EVGENIY BOKOV

    EVGENIY BOKOV

    ╋━ A DETECTIVE’S EPILOGUE.

    EVGENIY BOKOV
    c.ai

    The weight of closure sits heavy on Evgeniy Bokov's shoulders—not the satisfying kind, but the hollow exhaustion that comes after staring too long into the abyss. The Fisher case had been a gaping wound in Rostov's underbelly for years, and now that it's stitched shut, Zhenya feels the phantom ache where the obsession used to live. His hands tremble around his third cigarette of the hour, the flame flickering like the last stubborn ember of a dying fire. The smoke curls upward, dissipating into the stale air of his temporary Moscow apartment—a place that still doesn’t feel like home, just four walls holding the echoes of case files and sleepless nights. He should feel something more than this: relief, triumph, something. Instead, there’s just the quiet, gnawing question of what now?

    His wife is gone, her absence a silence louder than any scream. The job—the one thing that kept him moving forward—has reached its end. Rostov waits for him like a ghost town full of memories he’d rather not face, and Moscow sprawls before him, indifferent to his existence. The city pulses outside his window, neon signs bleeding into the night, but Zhenya feels untethered, a man who’s outlived his purpose.

    And then there’s you.

    You, who had clung to hope with bloodied fingernails when your brother vanished. You, who had stared at the detectives with eyes like shattered glass, begging without words for them to bring him back. And they did—or at least, they salvaged what was left. The boy still flinches at sudden noises, his once-dark hair streaked with premature silver, a cruel memento of the horrors he endured. Zhenya tells himself he visits out of professional obligation, a final duty to ensure the kid doesn’t spiral into the kind of darkness he’s spent his career hunting. But the truth is more complicated, more fragile—something he doesn’t dare examine too closely.

    Today, like the times before, he crouches beside your brother, his usual gruff demeanor sanded down into something awkwardly gentle. The kid doesn’t respond to his attempts at conversation, his small frame coiled tight like a spring, eyes darting toward the door as if expecting monsters to slither through.

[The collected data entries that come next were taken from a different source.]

//! Pipeline sequencer
//!
//! Runs the phases in order and stops at the first failure:
//! variables → apply → (delay) → readiness → inventory → configure → verify
//! → summary. There is no rollback; the summary is still written when a
//! phase fails.

use launchpad_client::TaskApiClient;
use launchpad_core::domain::evidence::EvidencePhase;
use launchpad_core::domain::target::DeploymentTarget;
use launchpad_core::domain::variables::DeploymentVariables;
use std::sync::Arc;
use tokio::time;
use tracing::{error, info, warn};

use crate::configure::Configurator;
use crate::context::RunContext;
use crate::error::{PipelineError, Result};
use crate::invoker::CommandRunner;
use crate::provision::Provisioner;
use crate::readiness::{self, ReachabilityProbe, ReadinessOutcome, SshProbe};
use crate::remote::RemoteHost;
use crate::vars;
use crate::verify::{self, HttpTransport, VerificationReport};

/// Deployment pipeline
///
/// The probe and transport default to ssh and HTTP against the recorded
/// target; both can be replaced.
pub struct Pipeline {
    runner: Arc<dyn CommandRunner>,
    probe: Option<Arc<dyn ReachabilityProbe>>,
    transport: Option<Arc<dyn HttpTransport>>,
}

impl Pipeline {
    pub fn new(runner: Arc<dyn CommandRunner>) -> Self {
        Self {
            runner,
            probe: None,
            transport: None,
        }
    }

    pub fn with_probe(mut self, probe: Arc<dyn ReachabilityProbe>) -> Self {
        self.probe = Some(probe);
        self
    }

    pub fn with_transport(mut self, transport: Arc<dyn HttpTransport>) -> Self {
        self.transport = Some(transport);
        self
    }

    pub fn provisioner(&self) -> Provisioner {
        Provisioner::new(self.runner.clone())
    }

    pub fn configurator(&self) -> Configurator {
        Configurator::new(self.runner.clone())
    }

    pub fn remote(&self) -> RemoteHost {
        RemoteHost::new(self.runner.clone())
    }

    /// Loads and validates the variables file, snapshotting it into evidence
    pub fn prepare_variables(&self, ctx: &mut RunContext) -> Result<DeploymentVariables> {
        let variables = vars::load_variables(&ctx.config.vars_file)?;
        ctx.evidence.record(
            EvidencePhase::Variables,
            serde_json::to_string_pretty(&variables)?,
        )?;
        Ok(variables)
    }

    /// Validates variables, provisions, waits for readiness and writes the inventory
    pub async fn provision(&self, ctx: &mut RunContext) -> Result<DeploymentTarget> {
        self.prepare_variables(ctx)?;

        let provisioned = self.provisioner().apply(ctx).await?;

        let delay = ctx.config.post_provision_delay;
        if !delay.is_zero() {
            info!("Waiting {:?} before probing the new host", delay);
            time::sleep(delay).await;
        }

        self.await_readiness(ctx).await?;
        self.configurator().write_inventory(ctx)?;

        Ok(provisioned.target)
    }

    /// Waits until the recorded target accepts remote execution
    pub async fn await_readiness(&self, ctx: &mut RunContext) -> Result<ReadinessOutcome> {
        let address = ctx.require_target()?.address.clone();

        let ssh_probe;
        let probe: &dyn ReachabilityProbe = match &self.probe {
            Some(probe) => probe.as_ref(),
            None => {
                ssh_probe = SshProbe::new(
                    self.runner.clone(),
                    &ctx.config.ssh_bin,
                    ctx.credential_path(),
                    &ctx.config.remote_user,
                    ctx.config.connect_timeout,
                );
                &ssh_probe
            }
        };

        let outcome = readiness::await_reachable(
            probe,
            &address,
            ctx.config.readiness_timeout,
            ctx.config.probe_interval,
        )
        .await;

        ctx.evidence
            .record(EvidencePhase::Readiness, format!("{}\n", outcome.describe(&address)))?;

        if !outcome.reachable {
            return Err(PipelineError::ReachabilityTimeout {
                address,
                timeout: ctx.config.readiness_timeout,
                attempts: outcome.attempts,
            });
        }

        ctx.mark_ready()?;
        Ok(outcome)
    }

    /// Applies the playbook to the recorded target
    pub async fn configure(&self, ctx: &mut RunContext) -> Result<()> {
        self.configurator().configure(ctx).await
    }

    /// Probes the deployed endpoints and records the transcript
    pub async fn verify(&self, ctx: &mut RunContext) -> Result<VerificationReport> {
        let address = ctx.require_target()?.address.clone();

        let client;
        let transport: &dyn HttpTransport = match &self.transport {
            Some(transport) => transport.as_ref(),
            None => {
                client = TaskApiClient::with_timeouts(
                    ctx.config.base_url(&address),
                    ctx.config.connect_timeout,
                    ctx.config.connect_timeout * 2,
                )
                .map_err(|e| PipelineError::Config(format!("HTTP client: {}", e)))?;
                &client
            }
        };

        let report = verify::verify(
            transport,
            &verify::default_endpoints(),
            ctx.config.verify_attempts,
            ctx.config.verify_delay,
        )
        .await;

        ctx.evidence
            .record(EvidencePhase::Verification, report.transcript())?;

        for warning in report.warnings() {
            warn!("{}", warning);
        }

        if !report.passed() {
            return Err(PipelineError::VerificationFailure {
                failed: report.failed_mandatory(),
            });
        }

        Ok(report)
    }

    /// Tears the infrastructure down
    pub async fn destroy(&self, ctx: &mut RunContext) -> Result<()> {
        self.provisioner().destroy(ctx).await
    }

    /// Runs every phase, then writes the summary
    ///
    /// A failing phase stops the run; the summary is still attempted and
    /// the phase's error is returned.
    pub async fn run_all(&self, ctx: &mut RunContext) -> Result<VerificationReport> {
        ctx.config.validate()?;
        info!("Starting deployment run {}", ctx.run_id);

        let result = self.run_phases(ctx).await;

        match &result {
            Ok(_) => ctx.evidence.set_outcome("succeeded"),
            Err(e) => ctx.evidence.set_outcome(format!("failed: {}", e)),
        }

        match (result, ctx.evidence.summarize()) {
            (Ok(report), Ok(_)) => {
                info!("Deployment run {} succeeded", ctx.run_id);
                Ok(report)
            }
            (Ok(_), Err(summary_err)) => Err(summary_err),
            (Err(e), summary) => {
                if let Err(summary_err) = summary {
                    warn!("Could not write summary: {}", summary_err);
                }
                error!("Deployment run {} failed: {}", ctx.run_id, e);
                Err(e)
            }
        }
    }

    async fn run_phases(&self, ctx: &mut RunContext) -> Result<VerificationReport> {
        self.provision(ctx).await?;
        self.configure(ctx).await?;
        self.verify(ctx).await
    }
}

Zhenya isn’t good with children—never has been. His voice, usually a weapon of interrogation, softens into something unfamiliar, words stumbling like a man navigating a minefield. When silence proves more comfortable than forced comfort, he simply watches the boy, studying the way his fingers clutch at the edge of the sofa, the way his breath hitches at the sound of a car engine outside.

    Outside, the Moscow winter continues its slow thaw, icicles dripping like a ticking clock. Zhenya exhales, the smoke from his cigarette weaving into the air between you—a fragile, transient thing. He doesn’t know why he keeps coming back here. Doesn’t know why the thought of walking away feels like abandoning a case mid-investigation. Maybe it’s because you’re the only ones who understand, even just a little, what it cost to bring Fisher down. Or maybe it’s because, in this limbo between endings and beginnings, your apartment has become the closest thing he has to an anchor.

    He flicks ash into a nearby tray, the motion automatic. “You need anything?” he asks, gruff but not unkind. It’s not just about groceries or paperwork. It’s an offering—a lifeline thrown in both directions.

    The case is closed. But somehow, neither of you are ready to let go.